Read it as “36 total”, or to paraphrase, “a total of 36 snowflakes.”
:dubious: Precise in what way?
Nevermind, I guess you’re just trying to get some shots in.
The question in the OP is obviously referring to paper snowflakes, not real ones.
Kenm writes:
> America is doomed.
Why? What we’re talking about here is one question used in one school district in 2013 (and, if we include the question given by Feynman) one question from one textbook in 1964. The problems with these two questions are that in each case a textbook writer didn’t write a very good question. This says nothing whatsoever about the state of education in the U.S., let alone about the fate of the U.S.
Your statement sounds to me like a typical sort of pseudo-argument of a lot of conservatives. Find something, anything, no matter how trivial, that can be distorted into showing that either the quality of American public education or the intelligence of American children is low. Then decide that this means that you shouldn’t have to support public education with your taxes. Your own children can go to private schools. Who cares about poor people? Their children are stupid anyway, so it hardly matters what they study.
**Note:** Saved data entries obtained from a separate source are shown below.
use serde::de::DeserializeOwned;
use serde::{Deserialize, Serialize};

use crate::error::SnapshotError;
use crate::message::Message;

/// One message together with the id of its parent.
#[derive(Debug, Clone, PartialEq, Serialize, Deserialize)]
pub struct ExportedMessage<M> {
    pub message: M,
    /// Parent id, `None` for root-level messages.
    pub parent_id: Option<String>,
}

/// Replayable snapshot of a whole repository.
///
/// Messages are ordered so that every parent precedes its children, which is
/// what [`MessageRepository::import`](crate::MessageRepository::import)
/// relies on. Reordering entries makes the import fail with
/// `ParentNotFound`.
#[derive(Debug, Clone, PartialEq, Serialize, Deserialize)]
pub struct ExportedRepository<M> {
    pub head_id: Option<String>,
    pub messages: Vec<ExportedMessage<M>>,
}

impl<M> Default for ExportedRepository<M> {
    fn default() -> Self {
        ExportedRepository {
            head_id: None,
            messages: Vec::new(),
        }
    }
}

impl<M: Message> ExportedRepository<M> {
    /// Builds a snapshot of a single linear conversation.
    ///
    /// Each message becomes the child of the one before it; the head is left
    /// unset so an import ends on the last message.
    pub fn from_linear(messages: impl IntoIterator<Item = M>) -> Self {
        let mut previous: Option<String> = None;
        let messages = messages
            .into_iter()
            .map(|message| {
                let parent_id = previous.replace(message.id().to_owned());
                ExportedMessage { message, parent_id }
            })
            .collect();

        ExportedRepository {
            head_id: None,
            messages,
        }
    }

    /// The id an import will reset the head to.
    pub fn effective_head_id(&self) -> Option<&str> {
        self.head_id
            .as_deref()
            .or_else(|| self.messages.last().map(|entry| entry.message.id()))
    }
}

impl<M: Serialize> ExportedRepository<M> {
    /// Encodes the snapshot as CBOR.
    pub fn to_bytes(&self) -> Result<Vec<u8>, SnapshotError> {
        let mut bytes = Vec::new();
        ciborium::into_writer(self, &mut bytes)?;
        Ok(bytes)
    }
}

impl<M: DeserializeOwned> ExportedRepository<M> {
    /// Decodes a snapshot produced by [`ExportedRepository::to_bytes`].
    pub fn from_bytes(data: &[u8]) -> Result<Self, SnapshotError> {
        Ok(ciborium::from_reader(data)?)
    }
}
use std::sync::OnceLock;

use crate::message::Message;
use crate::tree::TreeStore;

/// Memoized view of the active path, root first.
///
/// The path is computed lazily on first read and cached until the next
/// mutation calls [`PathCache::dirty`]. Mutators hold `&mut` access to the
/// repository, so readers never observe a half-updated cache.
#[derive(Debug)]
pub(crate) struct PathCache<M> {
    messages: OnceLock<Vec<M>>,
}

impl<M> Default for PathCache<M> {
    fn default() -> Self {
        PathCache {
            messages: OnceLock::new(),
        }
    }
}

impl<M: Message + Clone> PathCache<M> {
    pub fn new() -> Self {
        Self::default()
    }

    /// Returns the cached path to `head`, computing it if necessary.
    pub fn get_or_compute(&self, tree: &TreeStore<M>, head: Option<&str>) -> &[M] {
        self.messages.get_or_init(|| collect_path(tree, head))
    }

    /// Drops the cached value; the next read recomputes it.
    pub fn dirty(&mut self) {
        self.messages.take();
    }

    #[cfg(test)]
    pub fn is_cached(&self) -> bool {
        self.messages.get().is_some()
    }
}

/// Walks parent pointers up from `head` and returns the messages root first.
///
/// Each node lands at the index equal to its depth.
pub(crate) fn collect_path<M: Message + Clone>(tree: &TreeStore<M>, head: Option<&str>) -> Vec<M> {
    let Some(mut node) = head.and_then(|id| tree.get(id)) else {
        return Vec::new();
    };

    let mut path = Vec::with_capacity(node.depth + 1);
    loop {
        path.push(node.message.clone());
        match node.parent.as_deref().and_then(|id| tree.get(id)) {
            Some(parent) => node = parent,
            None => break,
        }
    }
    path.reverse();
    debug_assert!(
        path.iter()
            .enumerate()
            .all(|(depth, m)| tree.get(m.id()).is_some_and(|n| n.depth == depth)),
        "path index must equal node depth"
    );
    path
}
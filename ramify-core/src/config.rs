use std::path::Path;

use serde::Deserialize;

use crate::error::ConfigError;

/// Tunables for a [`MessageRepository`](crate::MessageRepository).
///
/// Loadable from TOML; missing keys keep their defaults:
///
/// ```toml
/// optimistic_id_length = 12
/// max_optimistic_attempts = 64
/// ```
#[derive(Debug, Clone, PartialEq, Eq, Deserialize)]
#[serde(default, deny_unknown_fields)]
pub struct RepositoryConfig {
    /// Length of the random suffix after the optimistic prefix.
    pub optimistic_id_length: usize,
    /// Collisions tolerated before allocation gives up.
    pub max_optimistic_attempts: usize,
}

impl Default for RepositoryConfig {
    fn default() -> Self {
        Self {
            optimistic_id_length: 7,
            max_optimistic_attempts: 1024,
        }
    }
}

impl RepositoryConfig {
    pub fn from_toml(content: &str) -> Result<Self, ConfigError> {
        let config: RepositoryConfig = toml::from_str(content)?;
        config.validate()?;
        Ok(config)
    }

    pub fn load(path: impl AsRef<Path>) -> Result<Self, ConfigError> {
        let content = std::fs::read_to_string(path)?;
        Self::from_toml(&content)
    }

    /// Checks the values a repository relies on.
    pub fn validate(&self) -> Result<(), ConfigError> {
        if self.optimistic_id_length == 0 {
            return Err(ConfigError::Invalid("optimistic_id_length must be positive"));
        }
        if self.max_optimistic_attempts == 0 {
            return Err(ConfigError::Invalid("max_optimistic_attempts must be positive"));
        }
        Ok(())
    }
}
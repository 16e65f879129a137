use rand::Rng;
use rand::distr::Alphanumeric;
use tracing::warn;

use crate::error::RepositoryError;

/// Prefix reserved for ids of locally created, not yet confirmed messages.
pub const OPTIMISTIC_PREFIX: &str = "__optimistic__";

/// Returns true if `id` was produced by the optimistic id allocator.
pub fn is_optimistic_id(id: &str) -> bool {
    id.starts_with(OPTIMISTIC_PREFIX)
}

/// Source of id suffixes for optimistic messages.
///
/// Implemented for closures, which keeps tests deterministic:
///
/// ```
/// use ramify_core::IdGenerator;
///
/// let mut counter = 0;
/// let mut sequence = move |_len: usize| {
///     counter += 1;
///     format!("{counter}")
/// };
/// assert_eq!(sequence.generate(7), "1");
/// assert_eq!(sequence.generate(7), "2");
/// ```
pub trait IdGenerator {
    /// Returns a fresh suffix of roughly `len` characters.
    fn generate(&mut self, len: usize) -> String;
}

impl<F: FnMut(usize) -> String> IdGenerator for F {
    fn generate(&mut self, len: usize) -> String {
        self(len)
    }
}

/// Generates random alphanumeric suffixes from the thread-local RNG.
#[derive(Debug, Clone, Copy, Default)]
pub struct RandomIdGenerator;

impl IdGenerator for RandomIdGenerator {
    fn generate(&mut self, len: usize) -> String {
        rand::rng()
            .sample_iter(&Alphanumeric)
            .take(len)
            .map(char::from)
            .collect()
    }
}

/// Hands out prefixed ids that do not collide with any id already in use.
pub(crate) struct OptimisticIdAllocator {
    generator: Box<dyn IdGenerator + Send + Sync>,
    length: usize,
    max_attempts: usize,
}

impl OptimisticIdAllocator {
    pub fn new(
        generator: Box<dyn IdGenerator + Send + Sync>,
        length: usize,
        max_attempts: usize,
    ) -> Self {
        OptimisticIdAllocator {
            generator,
            length,
            max_attempts,
        }
    }

    pub fn set_generator(&mut self, generator: Box<dyn IdGenerator + Send + Sync>) {
        self.generator = generator;
    }

    /// Generates ids until `taken` rejects one.
    pub fn allocate(&mut self, taken: impl Fn(&str) -> bool) -> Result<String, RepositoryError> {
        for attempt in 1..=self.max_attempts {
            let id = format!("{OPTIMISTIC_PREFIX}{}", self.generator.generate(self.length));
            if !taken(&id) {
                return Ok(id);
            }
            warn!(%id, attempt, "optimistic id collision, retrying");
        }
        Err(RepositoryError::OptimisticIdExhausted(self.max_attempts))
    }
}

impl std::fmt::Debug for OptimisticIdAllocator {
    fn fmt(&self, f: &mut std::fmt::Formatter<'_>) -> std::fmt::Result {
        f.debug_struct("OptimisticIdAllocator")
            .field("length", &self.length)
            .field("max_attempts", &self.max_attempts)
            .finish_non_exhaustive()
    }
}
Your entire description, which I hesitated to quote because of its length, no doubt is accurate regarding the testers who probably couldn’t find their asses with both hands, and it’s morons like that who are shaping the mind of kids, which led to the absurdity of my post.
As to the accuracy of it’s description of me, I’m happy to say it’s hilarious.
You think triangular snowflakes are bad? Wait until you try and find the factors of 36 hyper dimensional, Differential homological, Ice-9 Snowflakes in Riemann Space.
I daresay that Felix Hoenikker was one of those factors.
Hard to say, he’s not much of a ‘people person’.